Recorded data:
***
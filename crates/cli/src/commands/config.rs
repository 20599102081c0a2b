use std::env;
use std::fs;
use std::path::{Path, PathBuf};

use salesight_core::config::{AppConfig, LoadOptions};
use toml::Value;

/// Keys in display order with the env vars that can set them.
const FIELDS: &[(&str, &[&str])] = &[
    ("data.dir", &["SALESIGHT_DATA_DIR"]),
    ("data.orders_file", &[]),
    ("data.order_items_file", &[]),
    ("data.customers_file", &[]),
    ("data.products_file", &[]),
    ("data.translations_file", &[]),
    ("data.delimiter", &["SALESIGHT_DATA_DELIMITER"]),
    ("analysis.default_top_n", &["SALESIGHT_ANALYSIS_TOP_N"]),
    ("analysis.heatmap_pairs", &["SALESIGHT_ANALYSIS_HEATMAP_PAIRS"]),
    ("analysis.default_bucket", &["SALESIGHT_ANALYSIS_BUCKET"]),
    ("analysis.status", &["SALESIGHT_ANALYSIS_STATUS"]),
    ("logging.level", &["SALESIGHT_LOGGING_LEVEL", "SALESIGHT_LOG_LEVEL"]),
    ("logging.format", &["SALESIGHT_LOGGING_FORMAT", "SALESIGHT_LOG_FORMAT"]),
];

pub fn run() -> String {
    let config = match AppConfig::load(LoadOptions::default()) {
        Ok(config) => config,
        Err(error) => return format!("config validation failed: {error}"),
    };

    let config_file_path = detect_config_path();
    let config_file_doc = load_config_file_doc(config_file_path.as_deref());

    let mut lines = vec!["effective config (source precedence: env > file > default):".to_string()];
    for (key_path, env_keys) in FIELDS {
        lines.push(render_line(
            key_path,
            &field_value(&config, key_path),
            field_source(key_path, env_keys, config_file_doc.as_ref(), config_file_path.as_deref()),
        ));
    }

    lines.join("\n")
}

fn field_value(config: &AppConfig, key_path: &str) -> String {
    match key_path {
        "data.dir" => config.data.dir.display().to_string(),
        "data.orders_file" => config.data.orders_file.clone(),
        "data.order_items_file" => config.data.order_items_file.clone(),
        "data.customers_file" => config.data.customers_file.clone(),
        "data.products_file" => config.data.products_file.clone(),
        "data.translations_file" => config.data.translations_file.clone(),
        "data.delimiter" => format!("{:?}", config.data.delimiter),
        "analysis.default_top_n" => config.analysis.default_top_n.to_string(),
        "analysis.heatmap_pairs" => config.analysis.heatmap_pairs.to_string(),
        "analysis.default_bucket" => format!("{:?}", config.analysis.default_bucket),
        "analysis.status" => config.analysis.status.clone(),
        "logging.level" => config.logging.level.clone(),
        "logging.format" => format!("{:?}", config.logging.format),
        _ => "<unknown>".to_string(),
    }
}

fn detect_config_path() -> Option<PathBuf> {
    [PathBuf::from("salesight.toml"), PathBuf::from("config/salesight.toml")]
        .into_iter()
        .find(|path| path.exists())
}

fn load_config_file_doc(path: Option<&Path>) -> Option<Value> {
    let path = path?;
    let raw = fs::read_to_string(path).ok()?;
    raw.parse::<Value>().ok()
}

fn field_source(
    key_path: &str,
    env_keys: &[&str],
    config_file_doc: Option<&Value>,
    config_file_path: Option<&Path>,
) -> String {
    if let Some(env_key) = env_keys.iter().find(|key| env::var_os(key).is_some()) {
        return format!("env ({env_key})");
    }

    if let Some(doc) = config_file_doc {
        if contains_path(doc, key_path) {
            let file_path = config_file_path
                .map(|path| path.display().to_string())
                .unwrap_or_else(|| "config file".to_string());
            return format!("file ({file_path})");
        }
    }

    "default".to_string()
}

fn contains_path(root: &Value, key_path: &str) -> bool {
    let mut current = root;
    for key in key_path.split('.') {
        let Some(next) = current.get(key) else {
            return false;
        };
        current = next;
    }
    true
}

fn render_line(key: &str, value: &str, source: String) -> String {
    format!("- {key} = {value} (source: {source})")
}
***
**TASK DETAILS:**
Transcribe every record. Match each line exactly.

**THE COMPLETED TASK:**
filename crates/cli/src/commands/config.rs
repository 20599102081c0a2b
use std::env;
use std::fs;
use std::path::{Path, PathBuf};

use salesight_core::config::{AppConfig, LoadOptions};
use toml::Value;

/// Keys in display order with the env vars that can set them.
const FIELDS: &[(&str, &[&str])] = &[
    ("data.dir", &["SALESIGHT_DATA_DIR"]),
    ("data.orders_file", &[]),
    ("data.order_items_file", &[]),
    ("data.customers_file", &[]),
    ("data.products_file", &[]),
    ("data.translations_file", &[]),
    ("data.delimiter", &["SALESIGHT_DATA_DELIMITER"]),
    ("analysis.default_top_n", &["SALESIGHT_ANALYSIS_TOP_N"]),
    ("analysis.heatmap_pairs", &["SALESIGHT_ANALYSIS_HEATMAP_PAIRS"]),
    ("analysis.default_bucket", &["SALESIGHT_ANALYSIS_BUCKET"]),
    ("analysis.status", &["SALESIGHT_ANALYSIS_STATUS"]),
    ("logging.level", &["SALESIGHT_LOGGING_LEVEL", "SALESIGHT_LOG_LEVEL"]),
    ("logging.format", &["SALESIGHT_LOGGING_FORMAT", "SALESIGHT_LOG_FORMAT"]),
];

pub fn run() -> String {
    let config = match AppConfig::load(LoadOptions::default()) {
        Ok(config) => config,
        Err(error) => return format!("config validation failed: {error}"),
    };

    let config_file_path = detect_config_path();
    let config_file_doc = load_config_file_doc(config_file_path.as_deref());

    let mut lines = vec!["effective config (source precedence: env > file > default):".to_string()];
    for (key_path, env_keys) in FIELDS {
        lines.push(render_line(
            key_path,
            &field_value(&config, key_path),
            field_source(key_path, env_keys, config_file_doc.as_ref(), config_file_path.as_deref()),
        ));
    }

    lines.join("\n")
}

fn field_value(config: &AppConfig, key_path: &str) -> String {
    match key_path {
        "data.dir" => config.data.dir.display().to_string(),
        "data.orders_file" => config.data.orders_file.clone(),
        "data.order_items_file" => config.data.order_items_file.clone(),
        "data.customers_file" => config.data.customers_file.clone(),
        "data.products_file" => config.data.products_file.clone(),
        "data.translations_file" => config.data.translations_file.clone(),
        "data.delimiter" => format!("{:?}", config.data.delimiter),
        "analysis.default_top_n" => config.analysis.default_top_n.to_string(),
        "analysis.heatmap_pairs" => config.analysis.heatmap_pairs.to_string(),
        "analysis.default_bucket" => format!("{:?}", config.analysis.default_bucket),
        "analysis.status" => config.analysis.status.clone(),
        "logging.level" => config.logging.level.clone(),
        "logging.format" => format!("{:?}", config.logging.format),
        _ => "<unknown>".to_string(),
    }
}

fn detect_config_path() -> Option<PathBuf> {
    [PathBuf::from("salesight.toml"), PathBuf::from("config/salesight.toml")]
        .into_iter()
        .find(|path| path.exists())
}

fn load_config_file_doc(path: Option<&Path>) -> Option<Value> {
    let path = path?;
    let raw = fs::read_to_string(path).ok()?;
    raw.parse::<Value>().ok()
}

fn field_source(
    key_path: &str,
    env_keys: &[&str],
    config_file_doc: Option<&Value>,
    config_file_path: Option<&Path>,
) -> String {
    if let Some(env_key) = env_keys.iter().find(|key| env::var_os(key).is_some()) {
        return format!("env ({env_key})");
    }

    if let Some(doc) = config_file_doc {
        if contains_path(doc, key_path) {
            let file_path = config_file_path
                .map(|path| path.display().to_string())
                .unwrap_or_else(|| "config file".to_string());
            return format!("file ({file_path})");
        }
    }

    "default".to_string()
}

fn contains_path(root: &Value, key_path: &str) -> bool {
    let mut current = root;
    for key in key_path.split('.') {
        let Some(next) = current.get(key) else {
            return false;
        };
        current = next;
    }
    true
}

fn render_line(key: &str, value: &str, source: String) -> String {
    format!("- {key} = {value} (source: {source})")
}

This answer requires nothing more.